Kogon, who is also a physician, wishes it weren’t so, given the importance of climate change adaptation to his town.
Experts have for decades warned that the combination of a high tide with a powerful storm up the Bay of Fundy could overwhelm aging dikes and flood large portions of Amherst, as well as neighbouring Sackville, N.B. Meanwhile the sea level at the mouth of the Bay of Fundy has been rising at a rate of about 2.4 millimetres a year over the past century, even as the dikes and coastal land continue to subside.
If the disaster occurs, vital transportation and utility links could be severed for weeks, affecting the entire province’s supply of food, medicine and other essentials.
An engineering study looking at ways to prevent flooding is under review by the federal, Nova Scotia and New Brunswick governments, and the party that wins the Nova Scotia election will likely face major funding decisions within the next mandate.
“Provincial politicians have to start planning for those expenses, because they’re going to be big, and they’re going to be necessary in the next four to five years,” Kogon said.
A 2016 federal study looked at adapting the Chignecto Isthmus, a narrow, low-lying strip of land connecting Nova Scotia to New Brunswick, to climate change.

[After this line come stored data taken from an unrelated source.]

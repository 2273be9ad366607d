//! Table clear: remove every customer and reset the id sequence in one atomic step.

use crate::error::DevError;
use crate::store::CustomerStore;
use serde::Serialize;
use std::fmt;

#[derive(Clone, Copy, Debug, PartialEq, Eq, Serialize)]
#[serde(tag = "status", rename_all = "snake_case")]
pub enum ClearOutcome {
    Cleared,
}

impl fmt::Display for ClearOutcome {
    fn fmt(&self, f: &mut fmt::Formatter<'_>) -> fmt::Result {
        match self {
            ClearOutcome::Cleared => write!(f, "Successfully truncated the 'customers' table."),
        }
    }
}

/// On failure the store rolls back, so prior contents are unchanged.
pub async fn clear_all(store: &dyn CustomerStore) -> Result<ClearOutcome, DevError> {
    match store.clear().await {
        Ok(()) => {
            tracing::info!("customers table truncated");
            Ok(ClearOutcome::Cleared)
        }
        Err(source) => {
            tracing::warn!(error = %source, "truncate failed");
            Err(DevError::ClearFailed { source })
        }
    }
}

#[cfg(test)]
mod tests {
    use super::*;
    use crate::dev::populate::{populate, PopulateOutcome};
    use crate::store::MemoryStore;

    #[tokio::test]
    async fn clear_then_populate_behaves_like_fresh_store() {
        let store = MemoryStore::new();
        populate(&store, 20, false).await.unwrap();
        assert_eq!(clear_all(&store).await.unwrap(), ClearOutcome::Cleared);
        assert_eq!(store.count().await.unwrap(), 0);
        let outcome = populate(&store, 4, false).await.unwrap();
        assert_eq!(
            outcome,
            PopulateOutcome::Populated {
                added: 4,
                prior_count: 0,
                new_count: 4
            }
        );
        let ids: Vec<i32> = store.list(0, 10).await.unwrap().records.iter().map(|c| c.id).collect();
        assert_eq!(ids, vec![1, 2, 3, 4]);
    }

    #[tokio::test]
    async fn failed_clear_surfaces_typed_error() {
        let store = MemoryStore::new();
        populate(&store, 3, false).await.unwrap();
        store.set_fail_writes(true);
        let err = clear_all(&store).await.unwrap_err();
        store.set_fail_writes(false);
        assert!(matches!(err, DevError::ClearFailed { .. }));
        assert_eq!(store.count().await.unwrap(), 3);
    }
}
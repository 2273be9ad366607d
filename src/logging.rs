//! tracing subscriber setup.

use tracing_subscriber::EnvFilter;

/// Install a fmt subscriber filtered by `RUST_LOG`, or by `default_filter` when unset.
pub fn init_tracing(default_filter: &str) {
    let filter = EnvFilter::try_from_default_env().unwrap_or_else(|_| EnvFilter::new(default_filter));
    // A second init (e.g. from tests) keeps the first subscriber.
    let _ = tracing_subscriber::fmt().with_env_filter(filter).try_init();
}
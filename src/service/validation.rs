//! Request validation for customer payloads, listing and populate parameters.

use crate::error::AppError;
use crate::model::{CustomerPatch, NewCustomer, MAX_TEXT_LEN};
use regex::Regex;
use std::sync::OnceLock;

const EMAIL_PATTERN: &str = r"^[^@\s]+@[^@\s]+\.[^@\s]+$";

static EMAIL_RE: OnceLock<Regex> = OnceLock::new();

/// Largest page a list call may request.
pub const MAX_PAGE_LIMIT: u64 = 100;
/// Largest batch the bulk generator accepts in one call.
pub const MAX_POPULATE_COUNT: u64 = 50_000;

pub struct RequestValidator;

impl RequestValidator {
    /// Validate a create payload. All fields are required.
    pub fn validate_new(body: &NewCustomer) -> Result<(), AppError> {
        validate_name(&body.name)?;
        validate_age(body.age)?;
        validate_email(&body.email)
    }

    /// Validate only the fields present in the patch.
    pub fn validate_patch(patch: &CustomerPatch) -> Result<(), AppError> {
        if let Some(name) = &patch.name {
            validate_name(name)?;
        }
        if let Some(age) = patch.age {
            validate_age(age)?;
        }
        if let Some(email) = &patch.email {
            validate_email(email)?;
        }
        Ok(())
    }

    /// `limit` must be in `1..=100`; `skip` is unsigned so already non-negative.
    pub fn validate_page(limit: u64) -> Result<(), AppError> {
        if limit == 0 || limit > MAX_PAGE_LIMIT {
            return Err(AppError::Validation(format!(
                "limit must be between 1 and {}",
                MAX_PAGE_LIMIT
            )));
        }
        Ok(())
    }

    pub fn validate_populate_count(count: u64) -> Result<(), AppError> {
        if count == 0 || count > MAX_POPULATE_COUNT {
            return Err(AppError::Validation(format!(
                "count must be between 1 and {}",
                MAX_POPULATE_COUNT
            )));
        }
        Ok(())
    }
}

fn validate_name(name: &str) -> Result<(), AppError> {
    if name.trim().is_empty() {
        return Err(AppError::Validation("name must not be empty".into()));
    }
    validate_length("name", name)
}

fn validate_age(age: i32) -> Result<(), AppError> {
    if age < 1 {
        return Err(AppError::Validation("age must be a positive integer".into()));
    }
    Ok(())
}

fn validate_email(email: &str) -> Result<(), AppError> {
    validate_length("email", email)?;
    let re = EMAIL_RE.get_or_init(|| Regex::new(EMAIL_PATTERN).expect("email pattern is valid"));
    if !re.is_match(email) {
        return Err(AppError::Validation("email must be a valid email".into()));
    }
    Ok(())
}

fn validate_length(col: &str, value: &str) -> Result<(), AppError> {
    if value.chars().count() > MAX_TEXT_LEN {
        return Err(AppError::Validation(format!(
            "{} must be at most {} characters",
            col, MAX_TEXT_LEN
        )));
    }
    Ok(())
}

It concluded possible costs ranged from $90 million to build up and alter the existing dikes to $345 million to completely reroute highways and railways. All the options needed at least five years to complete.
Still, the major parties have only brief comments on climate adaptation in their platforms and no specific costing.
The Progressive Conservatives say they will “build climate change adaptive capacity,” and will ensure municipalities “have sufficient resources to take immediate and long-term action on their adaptation priorities.”
The NDP doesn’t specifically mention the isthmus in its 10-year “vision document,” but promises to partner with municipalities in “establishing a fund for climate adaptation projects that would create local jobs and protect municipal infrastructure.” A more detailed platform is expected before the Aug. 17 election.
In an interview Monday, party leader Gary Burrill said “the public spending that is required to mitigate sea level rise in every respect is very, very important and that includes sea level rise in Cumberland County (the county on the Nova Scotia side of the isthmus).”
The Liberals have yet to provide a full platform. On Tuesday, leader Iain Rankin said his government has supported the study of the Chignecto Isthmus solutions, adding “it is one piece of climate change strategy – how we adapt and mitigate the effects of climate change – and we will continue to be a partner in important infrastructure projects like that.”
The Green party, which has no seats in the legislature, released a platform this week that states it would direct resources in all provincial departments towards adapting to climate change and provide adequate financial and resource support to municipalities for mitigation and adaptation.
‘A little alarmed’
Ottawa currently helps provinces with disaster mitigation projects through a special fund topped up in the most recent federal budget. However, Nova Scotia can expect competition for federal funds from other provinces, and the adaptation projects needed to protect the province’s coastline from rising seas may involve more than just the isthmus.
A study by a team of geographers at Saint Mary’s University has indicated that about 70 per cent of the 241 kilometres of dikes in the province could be overtopped in a severe tidal surge coming up the Bay of Fundy.
Mimi O’Handley, a spokeswoman for Nova Scotia’s major environmental group, the Ecology Action Centre, says the organization is glad to see the topic of adapting to climate disasters mentioned in platforms, but her group would like to see more detailed commitments from the parties.
She said in an email that as major storms increase in frequency and severity, the centre is calling for “bold fiscal commitments for immediate and long-term adaptation actions.”
Dr. Laurette Geldenhuys, a pathologist and chair of the local chapter of the Canadian Association of Physicians for the Environment, said in an interview Thursday that doctors who study the causes of illnesses are increasingly aware of the fallout from weather disasters like the one in British Columbia, where heat-related deaths shot up this summer.
In Nova Scotia, the existing shortfalls on coastal protection and municipal infrastructure could mean flooding disasters will lead to contamination of water supply and homelessness among the poor and vulnerable, she said.
Meanwhile, without long-term investments in adaptation soon, she warns that cleaning up after disasters could drain budgets of funds politicians are currently targeting for health care.
“I was a little alarmed of how climate was not front and centre in the party platforms,” she said.